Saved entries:

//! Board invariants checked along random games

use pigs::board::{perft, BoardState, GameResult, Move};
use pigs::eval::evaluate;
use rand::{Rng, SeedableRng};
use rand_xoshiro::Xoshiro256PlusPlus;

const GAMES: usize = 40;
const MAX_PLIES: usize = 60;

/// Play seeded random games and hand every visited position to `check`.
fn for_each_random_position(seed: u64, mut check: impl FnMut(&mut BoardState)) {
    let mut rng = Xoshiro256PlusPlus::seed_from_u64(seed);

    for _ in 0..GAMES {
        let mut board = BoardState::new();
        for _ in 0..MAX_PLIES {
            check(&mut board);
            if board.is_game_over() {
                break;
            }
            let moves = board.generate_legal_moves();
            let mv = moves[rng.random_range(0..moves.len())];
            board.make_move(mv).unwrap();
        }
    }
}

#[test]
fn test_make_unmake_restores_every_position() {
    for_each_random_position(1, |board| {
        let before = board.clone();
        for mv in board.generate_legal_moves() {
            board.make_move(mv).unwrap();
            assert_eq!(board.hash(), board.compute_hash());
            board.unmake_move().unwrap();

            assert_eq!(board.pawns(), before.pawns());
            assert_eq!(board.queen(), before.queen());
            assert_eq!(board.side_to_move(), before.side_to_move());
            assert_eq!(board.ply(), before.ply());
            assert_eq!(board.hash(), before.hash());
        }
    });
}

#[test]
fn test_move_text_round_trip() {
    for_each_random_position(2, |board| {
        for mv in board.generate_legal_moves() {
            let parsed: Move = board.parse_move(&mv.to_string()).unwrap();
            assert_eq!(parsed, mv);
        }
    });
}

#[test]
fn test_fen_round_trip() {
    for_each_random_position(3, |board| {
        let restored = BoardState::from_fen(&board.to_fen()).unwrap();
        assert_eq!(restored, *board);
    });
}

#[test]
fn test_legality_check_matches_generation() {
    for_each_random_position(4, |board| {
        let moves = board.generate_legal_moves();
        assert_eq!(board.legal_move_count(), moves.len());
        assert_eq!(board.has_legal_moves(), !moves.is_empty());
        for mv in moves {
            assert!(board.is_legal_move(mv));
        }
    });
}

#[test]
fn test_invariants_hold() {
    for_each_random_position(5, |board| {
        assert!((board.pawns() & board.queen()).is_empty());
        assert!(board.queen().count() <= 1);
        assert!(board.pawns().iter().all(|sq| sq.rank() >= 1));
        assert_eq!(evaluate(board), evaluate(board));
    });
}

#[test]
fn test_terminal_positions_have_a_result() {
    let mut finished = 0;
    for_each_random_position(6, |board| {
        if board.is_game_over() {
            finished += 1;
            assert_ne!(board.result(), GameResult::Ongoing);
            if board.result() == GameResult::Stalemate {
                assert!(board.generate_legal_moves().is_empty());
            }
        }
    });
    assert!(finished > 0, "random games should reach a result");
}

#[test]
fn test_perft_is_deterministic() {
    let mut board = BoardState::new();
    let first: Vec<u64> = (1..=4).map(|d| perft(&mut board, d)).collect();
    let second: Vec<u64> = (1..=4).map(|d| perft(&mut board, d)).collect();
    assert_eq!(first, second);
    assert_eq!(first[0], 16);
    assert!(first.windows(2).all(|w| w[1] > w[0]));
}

Directions for this task: Set down exactly the lines that begin with the one containing "assert!(board.pawns().iter().all(|sq| sq.rank() >= 1));" and end with the last line above, and no others.

Answer area:
        assert!(board.pawns().iter().all(|sq| sq.rank() >= 1));
        assert_eq!(evaluate(board), evaluate(board));
    });
}

#[test]
fn test_terminal_positions_have_a_result() {
    let mut finished = 0;
    for_each_random_position(6, |board| {
        if board.is_game_over() {
            finished += 1;
            assert_ne!(board.result(), GameResult::Ongoing);
            if board.result() == GameResult::Stalemate {
                assert!(board.generate_legal_moves().is_empty());
            }
        }
    });
    assert!(finished > 0, "random games should reach a result");
}

#[test]
fn test_perft_is_deterministic() {
    let mut board = BoardState::new();
    let first: Vec<u64> = (1..=4).map(|d| perft(&mut board, d)).collect();
    let second: Vec<u64> = (1..=4).map(|d| perft(&mut board, d)).collect();
    assert_eq!(first, second);
    assert_eq!(first[0], 16);
    assert!(first.windows(2).all(|w| w[1] > w[0]));
}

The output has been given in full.